◆ **DATA SHOWN**:
##############################

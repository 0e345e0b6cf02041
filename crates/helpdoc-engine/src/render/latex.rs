use std::sync::OnceLock;

use regex::{Captures, Regex};

use super::{DocContext, Markup, ModuleInfo, RenderOptions, Renderer, TextRenderer};

const PREAMBLE: &str = r"\documentclass[a4paper]{article}
\setlength{\parindent}{0mm}
\usepackage{parskip}
\usepackage{color}
\usepackage{amsfonts}
\usepackage{hyperref}
\usepackage{longtable}
\usepackage{sectsty}
\usepackage{textcomp}
\allsectionsfont{\sffamily}
\usepackage{fancyvrb}
\DefineVerbatimEnvironment{Code}{Verbatim}{formatcom=\color{blue},fontseries=c,fontfamily=courier,fontsize=\footnotesize,xleftmargin=4mm,commentchar=!}

\begin{document}
";

/// Stands in for a literal caret while bare carets are escaped.
const CARET_MARK: char = '\u{1}';

/// LaTeX fragments for inclusion in a manual, or complete documents.
#[derive(Debug, Default)]
pub struct LatexRenderer {
    options: RenderOptions,
    out: String,
    see_also_count: usize,
}

impl LatexRenderer {
    pub fn new(options: RenderOptions) -> Self {
        let out = if options.standalone {
            PREAMBLE.to_string()
        } else {
            String::new()
        };
        Self {
            options,
            out,
            see_also_count: 0,
        }
    }
}

struct Patterns {
    dquote: Regex,
    dims3: Regex,
    dims2: Regex,
    set_power: Regex,
    power: Regex,
    url: Regex,
}

fn patterns() -> &'static Patterns {
    static PATTERNS: OnceLock<Patterns> = OnceLock::new();
    PATTERNS.get_or_init(|| {
        let dim = r"[0-9A-Z]+(?:[+-][A-Z0-9]+)?";
        Patterns {
            dquote: Regex::new(r#""(.*?)""#).expect("Invalid quote regex"),
            dims3: Regex::new(&format!(r"\b({dim})x({dim})x({dim})\b"))
                .expect("Invalid dims regex"),
            dims2: Regex::new(&format!(r"\b({dim})x({dim})\b")).expect("Invalid dims regex"),
            set_power: Regex::new(r"([RP])\^([0-9a-zA-Z]+)").expect("Invalid power regex"),
            power: Regex::new(r"\^([0-9a-zA-Z]+)").expect("Invalid power regex"),
            url: Regex::new(r"(https?://[a-zA-Z0-9/._?=-]+)").expect("Invalid URL regex"),
        }
    })
}

/// Puts `pi` into math mode unless it is part of a longer word or already a command.
fn replace_pi(s: &str) -> String {
    let mut out = String::with_capacity(s.len());
    let mut copied = 0;
    for (at, _) in s.match_indices("pi") {
        let before = s[..at].chars().next_back();
        let after = s[at + 2..].chars().next();
        let in_word = before.is_some_and(|c| c.is_ascii_alphabetic() || c == '\\')
            || after.is_some_and(|c| c.is_ascii_alphabetic());
        if !in_word {
            out.push_str(&s[copied..at]);
            out.push_str(r"$\pi$");
            copied = at + 2;
        }
    }
    out.push_str(&s[copied..]);
    out
}

fn escape_carets(s: &str) -> String {
    let p = patterns();
    let mark = CARET_MARK.to_string();
    let s = p.set_power.replace_all(s, |c: &Captures| {
        format!(r"$\mathbb{{{}}}{mark}{{{}}}$", &c[1], &c[2])
    });
    let s = p
        .power
        .replace_all(&s, |c: &Captures| format!(r"${{}}{mark}{{{}}}$", &c[1]));
    s.replace('^', r"\textasciicircum ")
        .replace(CARET_MARK, "^")
}

/// Escapes a table key, which is shown as written rather than as prose.
fn escape_key(col1: &str) -> String {
    col1.replace("~=", r"$\sim=$")
        .replace('*', r"\textasteriskcentered ")
        .replace('^', r"\textasciicircum ")
        .replace('_', r"\_")
        .replace('\'', r"\textquotesingle ")
}

impl Markup for LatexRenderer {
    fn escape(&self, text: &str) -> String {
        let p = patterns();

        let s = text.replace('{', r"$\{$").replace('}', r"$\}$");
        let s = s.replace("'th", r"${}^{\mbox{th}}$");
        let s = s.replace('\'', r"\textquotesingle ");
        let s = p.dquote.replace_all(&s, |c: &Captures| format!("``{}''", &c[1]));

        let s = p.dims3.replace_all(&s, |c: &Captures| {
            format!(r"${} \times {} \times {}$", &c[1], &c[2], &c[3])
        });
        let s = p
            .dims2
            .replace_all(&s, |c: &Captures| format!(r"${} \times {}$", &c[1], &c[2]));
        let mut s = escape_carets(&s);

        for group in ["SO(2)", "SE(2)", "SO(3)", "SE(3)"] {
            let (name, dim) = group.split_at(2);
            s = s.replace(group, &format!(r"$\mbox{{{name}}}{dim}$"));
        }

        let s = s
            .replace('%', r"\%")
            .replace('#', r"\#")
            .replace("~=", r"$\ne$")
            .replace('&', r"\&")
            .replace('<', "$<$")
            .replace('>', "$>$")
            .replace(" ~ ", r"$\approx$")
            .replace('_', r"\_")
            .replace("2pi", r"$2\pi$")
            .replace("pi/2", r"$\pi/2$")
            .replace("[-pi,pi)", r"$[-\pi, \pi)$");
        let s = replace_pi(&s);

        p.url
            .replace_all(&s, |c: &Captures| format!(r"\url{{{}}}", &c[1]))
            .into_owned()
    }

    fn emph_function(&self, word: &str) -> String {
        format!(r"\textbf{{\color{{red}} {word}}}")
    }

    fn emph_variable(&self, word: &str) -> String {
        format!(r"\texttt{{{word}}}")
    }
}

impl Renderer for LatexRenderer {
    fn module_start(&mut self, ctx: &DocContext, info: &ModuleInfo<'_>) {
        let title = info.name.replace('_', r"\_");
        let contents = if info.is_member { "tom" } else { "toc" };
        let description = self.transform(ctx, info.description());

        self.out.push_str(&format!("\n%---------------------- {title}\n"));
        self.out.push_str(&format!(
            "\\hypertarget{{{}}}{{\\section*{{{title}}}}}\n",
            info.name
        ));
        self.out
            .push_str(&format!("\\subsection*{{{description}}}\n"));
        self.out.push_str(&format!(
            "\\addcontentsline{{{contents}}}{{section}}{{{title}}}\n"
        ));
    }

    fn module_end(&mut self) {
        self.out.push_str("\\vspace{1.5ex}\\rule{\\textwidth}{1mm}\n");
    }

    fn heading(&mut self, ctx: &DocContext, text: &str) {
        let text = self.transform(ctx, text);
        self.out.push_str(&format!("\n\\subsection*{{{text}}}\n"));
    }

    fn paragraph_start(&mut self) {
        self.out.push('\n');
    }

    fn paragraph_line(&mut self, ctx: &DocContext, text: &str, signature: &str) {
        if !signature.is_empty() {
            let signature = signature
                .trim()
                .replace('_', r"\_")
                .replace('^', r"\textasciicircum ");
            self.out.push_str(&format!("\\texttt{{{signature}}}"));
        }
        let text = self.transform(ctx, text);
        self.out.push_str(&text);
        self.out.push('\n');
    }

    fn paragraph_end(&mut self) {
        self.out.push('\n');
    }

    fn code_start(&mut self) {
        self.out.push_str("\\begin{Code}\n");
    }

    fn code_line(&mut self, text: &str) {
        self.out.push_str(text);
        self.out.push('\n');
    }

    fn code_end(&mut self) {
        self.out.push_str("\\end{Code}\n");
    }

    fn table_start(&mut self) {
        self.out.push_str("\\begin{longtable}{lp{120mm}}\n");
    }

    fn table_row(&mut self, ctx: &DocContext, col1: &str, col2: &str) {
        let col2 = self.transform(ctx, col2);
        self.out
            .push_str(&format!("{} & {col2}\\\\ \n", escape_key(col1)));
    }

    fn table_separator(&mut self) {
        self.out.push_str("\\hline\n");
    }

    fn table_end(&mut self) {
        self.out.push_str("\\end{longtable}\\vspace{1ex}\n");
    }

    fn list_start(&mut self) {
        self.out.push_str("\\begin{itemize}\n");
    }

    fn list_item(&mut self, ctx: &DocContext, text: &str) {
        let text = self.transform(ctx, text);
        self.out.push_str(&format!("  \\item {text}\n"));
    }

    fn list_end(&mut self) {
        self.out.push_str("\\end{itemize}\n");
    }

    fn see_also_start(&mut self) {
        self.out.push('\n');
        self.see_also_count = 0;
    }

    fn see_also_entry(&mut self, name: &str) {
        if self.see_also_count > 0 {
            self.out.push_str(", ");
        }
        self.out.push_str(&format!(
            "\\hyperlink{{{name}}}{{\\color{{blue}} {}}}",
            name.replace('_', r"\_")
        ));
        self.see_also_count += 1;
    }

    fn see_also_end(&mut self) {
        self.out.push_str("\n\n");
    }
}

impl TextRenderer for LatexRenderer {
    fn finish(mut self) -> String {
        if self.options.standalone {
            self.out.push_str("\\end{document}\n");
        }
        self.out
    }
}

##############################

◆ **TASK PROMPT**: In the entries above, restate word for word the lines between the one holding "impl Markup for" and the one holding "let s = p.dquote.replace_all(&s, |c: &Captures|", inclusive, and nothing besides.

◆ **EXERCISE OUTPUT**:
impl Markup for LatexRenderer {
    fn escape(&self, text: &str) -> String {
        let p = patterns();

        let s = text.replace('{', r"$\{$").replace('}', r"$\}$");
        let s = s.replace("'th", r"${}^{\mbox{th}}$");
        let s = s.replace('\'', r"\textquotesingle ");
        let s = p.dquote.replace_all(&s, |c: &Captures| format!("``{}''", &c[1]));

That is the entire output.